> Data extracts:
use super::tts_repository::TtsRepository;
use crate::domain::speech::SynthesisParams;
use async_trait::async_trait;
use bytes::Bytes;
use serde::Serialize;

const OUTPUT_FORMAT: &str = "mp3";
const SAMPLE_RATE: u32 = 24_000;

#[derive(Debug, Serialize)]
#[serde(rename_all = "camelCase")]
struct PlayAiSpeechRequest<'a> {
    model: &'a str,
    text: &'a str,
    voice: &'a str,
    output_format: &'static str,
    speed: f32,
    sample_rate: u32,
    language: &'static str,
    temperature: f32,
}

/// PlayAI implementation of TTS repository
pub struct PlayAiTtsRepository {
    http_client: reqwest::Client,
    api_url: String,
    api_key: String,
    user_id: String,
    model: String,
}

impl PlayAiTtsRepository {
    pub fn new(api_url: String, api_key: String, user_id: String, model: String) -> Self {
        Self {
            http_client: reqwest::Client::new(),
            api_url,
            api_key,
            user_id,
            model,
        }
    }

    fn endpoint(&self) -> String {
        format!("{}/tts", self.api_url.trim_end_matches('/'))
    }

    /// Build the provider request with URL, headers and body
    fn build_request(&self, text: &str, params: &SynthesisParams) -> reqwest::RequestBuilder {
        let body = PlayAiSpeechRequest {
            model: &self.model,
            text,
            voice: &params.voice_id,
            output_format: OUTPUT_FORMAT,
            speed: params.speed,
            sample_rate: SAMPLE_RATE,
            language: params.language.provider_name(),
            temperature: params.temperature,
        };

        self.http_client
            .post(self.endpoint())
            .header("Authorization", format!("Bearer {}", self.api_key))
            .header("X-USER-ID", &self.user_id)
            .header("Accept", "audio/mpeg")
            .json(&body)
    }
}

/// Pull a human-readable message out of a provider error body
fn provider_error_message(body: &str) -> Option<String> {
    let trimmed = body.trim();
    if trimmed.is_empty() {
        return None;
    }

    match serde_json::from_str::<serde_json::Value>(trimmed) {
        Ok(value) => ["error_message", "message", "error"]
            .iter()
            .find_map(|key| value.get(*key).and_then(|v| v.as_str()))
            .map(str::to_string),
        Err(_) => Some(trimmed.to_string()),
    }
}

#[async_trait]
impl TtsRepository for PlayAiTtsRepository {
    async fn synthesize_chunk(&self, text: &str, params: &SynthesisParams) -> Result<Bytes, String> {
        let start_time = std::time::Instant::now();

        tracing::info!(
            model = %self.model,
            voice = %params.voice_id,
            language = %params.language,
            text_length = text.len(),
            text_preview = %text.chars().take(200).collect::<String>(),
            "Calling PlayAI TTS API"
        );

        let response = self
            .build_request(text, params)
            .send()
            .await
            .map_err(|e| {
                tracing::error!(
                    error = %e,
                    voice = %params.voice_id,
                    text_length = text.len(),
                    "PlayAI TTS request failed"
                );
                format!("PlayAI TTS request failed: {}", e)
            })?;

        let status = response.status();
        if !status.is_success() {
            let error_body = response.text().await.unwrap_or_default();
            tracing::error!(
                status = status.as_u16(),
                error_body = %error_body,
                "PlayAI TTS API returned an error"
            );
            return Err(provider_error_message(&error_body)
                .unwrap_or_else(|| format!("PlayAI TTS API returned status {}", status.as_u16())));
        }

        let audio = response
            .bytes()
            .await
            .map_err(|e| format!("Failed to read PlayAI TTS audio: {}", e))?;

        tracing::info!(
            provider = "playai",
            latency_ms = start_time.elapsed().as_millis(),
            characters_count = text.len(),
            audio_size_bytes = audio.len(),
            "TTS chunk synthesized"
        );

        Ok(audio)
    }
}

> Aim of the exercise: What you write must be identical to the material above.

> Written solution:
use super::tts_repository::TtsRepository;
use crate::domain::speech::SynthesisParams;
use async_trait::async_trait;
use bytes::Bytes;
use serde::Serialize;

const OUTPUT_FORMAT: &str = "mp3";
const SAMPLE_RATE: u32 = 24_000;

#[derive(Debug, Serialize)]
#[serde(rename_all = "camelCase")]
struct PlayAiSpeechRequest<'a> {
    model: &'a str,
    text: &'a str,
    voice: &'a str,
    output_format: &'static str,
    speed: f32,
    sample_rate: u32,
    language: &'static str,
    temperature: f32,
}

/// PlayAI implementation of TTS repository
pub struct PlayAiTtsRepository {
    http_client: reqwest::Client,
    api_url: String,
    api_key: String,
    user_id: String,
    model: String,
}

impl PlayAiTtsRepository {
    pub fn new(api_url: String, api_key: String, user_id: String, model: String) -> Self {
        Self {
            http_client: reqwest::Client::new(),
            api_url,
            api_key,
            user_id,
            model,
        }
    }

    fn endpoint(&self) -> String {
        format!("{}/tts", self.api_url.trim_end_matches('/'))
    }

    /// Build the provider request with URL, headers and body
    fn build_request(&self, text: &str, params: &SynthesisParams) -> reqwest::RequestBuilder {
        let body = PlayAiSpeechRequest {
            model: &self.model,
            text,
            voice: &params.voice_id,
            output_format: OUTPUT_FORMAT,
            speed: params.speed,
            sample_rate: SAMPLE_RATE,
            language: params.language.provider_name(),
            temperature: params.temperature,
        };

        self.http_client
            .post(self.endpoint())
            .header("Authorization", format!("Bearer {}", self.api_key))
            .header("X-USER-ID", &self.user_id)
            .header("Accept", "audio/mpeg")
            .json(&body)
    }
}

/// Pull a human-readable message out of a provider error body
fn provider_error_message(body: &str) -> Option<String> {
    let trimmed = body.trim();
    if trimmed.is_empty() {
        return None;
    }

    match serde_json::from_str::<serde_json::Value>(trimmed) {
        Ok(value) => ["error_message", "message", "error"]
            .iter()
            .find_map(|key| value.get(*key).and_then(|v| v.as_str()))
            .map(str::to_string),
        Err(_) => Some(trimmed.to_string()),
    }
}

#[async_trait]
impl TtsRepository for PlayAiTtsRepository {
    async fn synthesize_chunk(&self, text: &str, params: &SynthesisParams) -> Result<Bytes, String> {
        let start_time = std::time::Instant::now();

        tracing::info!(
            model = %self.model,
            voice = %params.voice_id,
            language = %params.language,
            text_length = text.len(),
            text_preview = %text.chars().take(200).collect::<String>(),
            "Calling PlayAI TTS API"
        );

        let response = self
            .build_request(text, params)
            .send()
            .await
            .map_err(|e| {
                tracing::error!(
                    error = %e,
                    voice = %params.voice_id,
                    text_length = text.len(),
                    "PlayAI TTS request failed"
                );
                format!("PlayAI TTS request failed: {}", e)
            })?;

        let status = response.status();
        if !status.is_success() {
            let error_body = response.text().await.unwrap_or_default();
            tracing::error!(
                status = status.as_u16(),
                error_body = %error_body,
                "PlayAI TTS API returned an error"
            );
            return Err(provider_error_message(&error_body)
                .unwrap_or_else(|| format!("PlayAI TTS API returned status {}", status.as_u16())));
        }

        let audio = response
            .bytes()
            .await
            .map_err(|e| format!("Failed to read PlayAI TTS audio: {}", e))?;

        tracing::info!(
            provider = "playai",
            latency_ms = start_time.elapsed().as_millis(),
            characters_count = text.len(),
            audio_size_bytes = audio.len(),
            "TTS chunk synthesized"
        );

        Ok(audio)
    }
}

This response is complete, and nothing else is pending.